- _ABOUT THIS EXERCISE_:
In the lines below, count those containing the word "matches" and give the number alone.

───── MATERIAL TO PROCESS

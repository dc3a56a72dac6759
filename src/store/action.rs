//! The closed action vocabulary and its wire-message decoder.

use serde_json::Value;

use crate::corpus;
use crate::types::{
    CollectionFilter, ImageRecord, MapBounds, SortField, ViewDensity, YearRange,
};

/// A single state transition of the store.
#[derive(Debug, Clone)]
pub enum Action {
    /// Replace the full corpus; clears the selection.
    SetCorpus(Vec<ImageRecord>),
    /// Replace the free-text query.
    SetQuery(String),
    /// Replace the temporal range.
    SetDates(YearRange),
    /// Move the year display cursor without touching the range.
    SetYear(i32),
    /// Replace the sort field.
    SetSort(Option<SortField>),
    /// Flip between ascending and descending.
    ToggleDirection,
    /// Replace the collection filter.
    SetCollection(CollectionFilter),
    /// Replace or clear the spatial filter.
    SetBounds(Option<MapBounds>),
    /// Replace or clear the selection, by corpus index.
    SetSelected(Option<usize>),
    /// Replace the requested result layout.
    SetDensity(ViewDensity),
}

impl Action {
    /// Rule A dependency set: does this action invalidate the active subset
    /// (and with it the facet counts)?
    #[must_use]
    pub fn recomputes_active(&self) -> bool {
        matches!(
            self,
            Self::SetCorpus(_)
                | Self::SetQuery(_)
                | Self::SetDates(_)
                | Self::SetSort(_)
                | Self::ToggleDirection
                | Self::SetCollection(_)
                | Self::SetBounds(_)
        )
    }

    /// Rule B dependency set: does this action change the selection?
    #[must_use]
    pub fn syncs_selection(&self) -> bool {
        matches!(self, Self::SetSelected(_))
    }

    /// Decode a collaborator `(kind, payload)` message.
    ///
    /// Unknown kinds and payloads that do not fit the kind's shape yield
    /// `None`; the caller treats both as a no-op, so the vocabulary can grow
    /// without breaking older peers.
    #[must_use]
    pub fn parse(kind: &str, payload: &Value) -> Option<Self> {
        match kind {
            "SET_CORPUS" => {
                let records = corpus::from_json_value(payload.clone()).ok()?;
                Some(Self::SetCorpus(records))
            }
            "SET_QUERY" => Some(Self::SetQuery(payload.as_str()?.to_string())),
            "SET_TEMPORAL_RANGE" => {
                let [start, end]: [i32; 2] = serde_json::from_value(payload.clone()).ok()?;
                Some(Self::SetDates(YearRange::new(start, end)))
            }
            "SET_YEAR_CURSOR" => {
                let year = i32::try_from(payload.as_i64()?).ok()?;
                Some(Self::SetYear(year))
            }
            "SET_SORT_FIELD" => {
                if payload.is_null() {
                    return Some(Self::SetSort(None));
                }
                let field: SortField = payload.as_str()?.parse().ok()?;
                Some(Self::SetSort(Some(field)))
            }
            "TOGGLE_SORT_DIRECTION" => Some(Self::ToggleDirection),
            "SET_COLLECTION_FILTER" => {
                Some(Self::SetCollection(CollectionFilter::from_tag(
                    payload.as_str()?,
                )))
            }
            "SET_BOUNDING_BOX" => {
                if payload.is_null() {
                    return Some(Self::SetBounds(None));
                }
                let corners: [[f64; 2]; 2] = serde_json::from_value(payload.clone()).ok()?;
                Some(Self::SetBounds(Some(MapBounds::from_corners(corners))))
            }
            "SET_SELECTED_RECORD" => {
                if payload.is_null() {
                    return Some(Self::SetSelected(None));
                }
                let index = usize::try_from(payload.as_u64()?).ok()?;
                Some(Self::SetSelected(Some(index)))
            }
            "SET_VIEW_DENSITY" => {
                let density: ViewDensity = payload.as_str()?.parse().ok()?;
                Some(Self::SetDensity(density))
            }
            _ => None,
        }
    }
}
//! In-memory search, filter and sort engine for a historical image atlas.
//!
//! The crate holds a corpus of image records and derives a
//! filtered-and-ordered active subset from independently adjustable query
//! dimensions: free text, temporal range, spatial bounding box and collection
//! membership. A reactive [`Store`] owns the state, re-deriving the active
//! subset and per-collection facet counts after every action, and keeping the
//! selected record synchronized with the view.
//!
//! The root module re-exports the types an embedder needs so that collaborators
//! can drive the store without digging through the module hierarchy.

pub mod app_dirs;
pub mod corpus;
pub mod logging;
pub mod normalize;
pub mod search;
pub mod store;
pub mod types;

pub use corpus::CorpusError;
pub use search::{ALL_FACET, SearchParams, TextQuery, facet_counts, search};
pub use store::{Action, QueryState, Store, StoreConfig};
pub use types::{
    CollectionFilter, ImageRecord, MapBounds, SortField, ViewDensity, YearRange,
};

──────────

- _THE COMPLETED TASK_:
2